Nous nous attelons à la tâche pendant toute la journée, et nous ne voyons pas le temps passer. Mais nous ne trouvons rien qui pourrait nous éclairer. Rien de suspect ne s'est passé entre le 10 et le 12 octobre 1999, aucune infiltration connue, aucune mission, aucun prisonnier, aucun ambassadeur, rien. Soudain, alors que mon ventre gargouille faiblement, un énorme BOUM fait trembler le grand bureau.
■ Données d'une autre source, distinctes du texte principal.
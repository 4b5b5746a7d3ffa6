//! Decoded, index-aligned form of a block's samples.

use crate::block::{Sample, Timestamp};

/// Two parallel sequences of timestamps and values.
///
/// Index `i` of `timestamps` belongs to index `i` of `values`. This is the
/// form query processing consumes; codec state never leaks into it.
#[derive(Debug, Clone, Default, PartialEq)]
pub struct UncompressedChunk {
    /// Sample timestamps in block order.
    pub timestamps: Vec<Timestamp>,
    /// Sample values in block order.
    pub values: Vec<f64>,
}

impl UncompressedChunk {
    /// Creates an empty chunk.
    pub fn new() -> Self {
        Self::default()
    }

    /// Creates an empty chunk with room for `capacity` samples.
    pub fn with_capacity(capacity: usize) -> Self {
        Self {
            timestamps: Vec::with_capacity(capacity),
            values: Vec::with_capacity(capacity),
        }
    }

    /// Appends one sample.
    pub fn push(&mut self, timestamp: Timestamp, value: f64) {
        self.timestamps.push(timestamp);
        self.values.push(value);
    }

    /// Number of samples.
    pub fn len(&self) -> usize {
        debug_assert_eq!(self.timestamps.len(), self.values.len());
        self.timestamps.len()
    }

    /// Returns `true` if the chunk holds no samples.
    pub fn is_empty(&self) -> bool {
        self.len() == 0
    }

    /// Returns the sample at `index`.
    pub fn get(&self, index: usize) -> Option<Sample> {
        Some((*self.timestamps.get(index)?, *self.values.get(index)?))
    }

    /// Iterates over `(timestamp, value)` pairs.
    pub fn iter(&self) -> impl Iterator<Item = Sample> + '_ {
        self.timestamps
            .iter()
            .copied()
            .zip(self.values.iter().copied())
    }

    /// Compares two chunks with exact bit equality on values, so `NaN`
    /// payloads and signed zeros must match too.
    pub fn bitwise_eq(&self, other: &Self) -> bool {
        self.timestamps == other.timestamps
            && self.values.len() == other.values.len()
            && self
                .values
                .iter()
                .zip(&other.values)
                .all(|(a, b)| a.to_bits() == b.to_bits())
    }
}

impl FromIterator<Sample> for UncompressedChunk {
    fn from_iter<I: IntoIterator<Item = Sample>>(iter: I) -> Self {
        let mut chunk = Self::new();
        chunk.extend(iter);
        chunk
    }
}

impl Extend<Sample> for UncompressedChunk {
    fn extend<I: IntoIterator<Item = Sample>>(&mut self, iter: I) {
        for (ts, value) in iter {
            self.push(ts, value);
        }
    }
}

#[cfg(test)]
mod tests {
    use super::*;

    #[test]
    fn test_push_and_iterate() {
        let mut chunk = UncompressedChunk::with_capacity(2);
        chunk.push(10, 1.0);
        chunk.push(20, 2.0);

        assert_eq!(chunk.len(), 2);
        assert_eq!(chunk.get(1), Some((20, 2.0)));
        assert_eq!(chunk.get(2), None);
        assert_eq!(chunk.iter().collect::<Vec<_>>(), vec![(10, 1.0), (20, 2.0)]);
    }

    #[test]
    fn test_bitwise_eq() {
        let a: UncompressedChunk = [(1, f64::NAN), (2, 0.0)].into_iter().collect();
        let b: UncompressedChunk = [(1, f64::NAN), (2, 0.0)].into_iter().collect();
        let c: UncompressedChunk = [(1, f64::NAN), (2, -0.0)].into_iter().collect();

        assert!(a.bitwise_eq(&b));
        assert!(!a.bitwise_eq(&c));
        // PartialEq follows IEEE semantics
        assert_ne!(a, b);
        assert!(UncompressedChunk::new().is_empty());
    }
}
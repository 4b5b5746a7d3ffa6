#![no_main]

use libfuzzer_sys::fuzz_target;
use skulk_block::{DataBlockReader, ReaderConfig};

fuzz_target!(|data: &[u8]| {
    // Arbitrary bytes must be rejected or decoded, never panic. Skipping the
    // checksum lets the stream decoders see the mutated payload.
    for verify_checksum in [true, false] {
        let config = ReaderConfig { verify_checksum };
        if let Ok(reader) = DataBlockReader::with_config(data, config) {
            for sample in reader {
                if let Err(e) = sample {
                    assert!(e.is_corrupt());
                }
            }
        }
    }
});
Je me retourne vers Mentor qui me fixe, incrédule.
- Quand est-ce que ta marque est apparue ? crie-t-il presque.
- En me levant je l'av... Oh ! Elle est apparue toute seule ! Je n'ai pas sortie mes ailes ! Mais... pourquoi ?
Il me regarde, stupéfait. Je laisse mon paquet de paperasse retomber sur le bureau, et je soupire. Tant de questions... et aucune réponse. Pas seulement à propos de ma nature. Il y a trop d'éléments qui restent inconnus pour moi, je ne contrôle plus rien, je suis complètement hors-jeu... les recherches n'aboutissant à rien, nous finissons par rejoindre le gymnase, pour continuer l'entraînement.
- Au programme aujourd'hui, développement de tes pouvoirs. Tu es capable de contrôler les éléments, et tu as une grande puissance, mais aucune technique, et une durée d'utilisation très courte. Je vais donc t'enseigner comment utiliser ton pouvoir pour en faire une arme, et nous allons nous entraîner souvent, pour que l'effort t'épuise de moins en moins jusqu'à devenir presque inexistant. Pour ton pouvoir d'Invisible, je vais le faire sortir, et voir comment tu t'en sors. Et pour ton détecteur de mensonge... je crois que nous allons commencer par ça, car ça risque fort d'être très intéressant. D'abord, j'ai quelques questions. De quoi es-tu capable exactement, dont ne sont pas capables les humains ?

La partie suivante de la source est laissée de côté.